=== Exercise aim ===
Nothing but the lines below between the line holding "and basis-point constants." and the line holding "a single distribution.", inclusive, should appear in the answer, each set down exactly.

━━━

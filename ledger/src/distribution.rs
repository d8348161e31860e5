//! Direct one-shot distribution.
//!
//! Each payee receives its amount during the call: native value leaves ledger
//! custody payee by payee, token value moves from the caller to each payee.

use splitpay_types::Asset;

use crate::error::LedgerError;
use crate::host::AssetHost;
use crate::request::ValidatedRequest;
use crate::settlement::{Routing, Settlement};

/// Plan a fee-free direct distribution.
pub fn plan(validated: &ValidatedRequest<'_>) -> Result<Settlement, LedgerError> {
    Settlement::build(validated, Routing::Direct, 0)
}

/// Transfer every payout of a direct settlement, in input order.
///
/// Zero-amount payouts are skipped. Stops at the first refused transfer.
pub fn execute_payouts(settlement: &Settlement, host: &dyn AssetHost) -> Result<(), LedgerError> {
    debug_assert_eq!(settlement.routing, Routing::Direct);
    for payout in settlement.payouts.iter().filter(|p| p.amount > 0) {
        match settlement.asset {
            Asset::Native => host.push(&settlement.asset, &payout.payee, payout.amount)?,
            Asset::Token(_) => host.transfer_from(
                &settlement.asset,
                &settlement.caller,
                &payout.payee,
                payout.amount,
            )?,
        }
    }
    Ok(())
}

#[cfg(test)]
mod tests {
    use super::*;
    use crate::request::DistributionRequest;
    use splitpay_types::Address;

    #[test]
    fn plain_plan_has_no_fee() {
        let req = DistributionRequest::native(
            Address::repeat_byte(9),
            vec![Address::repeat_byte(1), Address::repeat_byte(2)],
            vec![40, 60],
            100,
        );
        let validated = req.validate(500).unwrap();
        let settlement = plan(&validated).unwrap();
        assert_eq!(settlement.fee, 0);
        assert_eq!(settlement.required, 100);
        assert_eq!(settlement.routing, Routing::Direct);
        assert_eq!(settlement.custody_pull, 0);
    }
}
//! Amount arithmetic and basis-point constants.
//!
//! Amounts are raw integer units (u128). All aggregate arithmetic is checked;
//! callers map `None` to their own overflow error.

/// Raw units of any asset.
pub type Amount = u128;

/// 1 basis point = 1/10_000.
pub const BPS_DIVISOR: u128 = 10_000;

/// Hard cap on the fee rate: 100 bps = 1%.
pub const MAX_FEE_BPS: u16 = 100;

/// Maximum number of payees in a single distribution.
pub const MAX_PAYEES: usize = 500;

/// Sum a list of amounts, returning `None` on overflow.
pub fn checked_sum(amounts: &[Amount]) -> Option<Amount> {
    amounts
        .iter()
        .try_fold(0u128, |acc, amount| acc.checked_add(*amount))
}

/// `floor(amount * bps / 10_000)` without forming the full product, so it
/// never overflows. Rates above 10_000 bps are clamped to 100%.
pub fn apply_bps(amount: Amount, bps: u16) -> Amount {
    let bps = u128::from(bps).min(BPS_DIVISOR);
    (amount / BPS_DIVISOR) * bps + (amount % BPS_DIVISOR) * bps / BPS_DIVISOR
}

#[cfg(test)]
mod tests {
    use super::*;

    #[test]
    fn sum_detects_overflow() {
        assert_eq!(checked_sum(&[1, 2, 3]), Some(6));
        assert_eq!(checked_sum(&[]), Some(0));
        assert_eq!(checked_sum(&[u128::MAX, 1]), None);
    }

    #[test]
    fn bps_floors() {
        assert_eq!(apply_bps(300, 100), 3);
        assert_eq!(apply_bps(99, 100), 0);
        assert_eq!(apply_bps(10_000, 1), 1);
        assert_eq!(apply_bps(20_199, 100), 201);
        assert_eq!(apply_bps(u128::MAX, 0), 0);
        assert_eq!(apply_bps(u128::MAX, 100), u128::MAX / 100);
        assert_eq!(apply_bps(u128::MAX, u16::MAX), u128::MAX);
    }
}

━━━

=== Response to this task ===
//! Amount arithmetic and basis-point constants.
//!
//! Amounts are raw integer units (u128). All aggregate arithmetic is checked;
//! callers map `None` to their own overflow error.

/// Raw units of any asset.
pub type Amount = u128;

/// 1 basis point = 1/10_000.
pub const BPS_DIVISOR: u128 = 10_000;

/// Hard cap on the fee rate: 100 bps = 1%.
pub const MAX_FEE_BPS: u16 = 100;

/// Maximum number of payees in a single distribution.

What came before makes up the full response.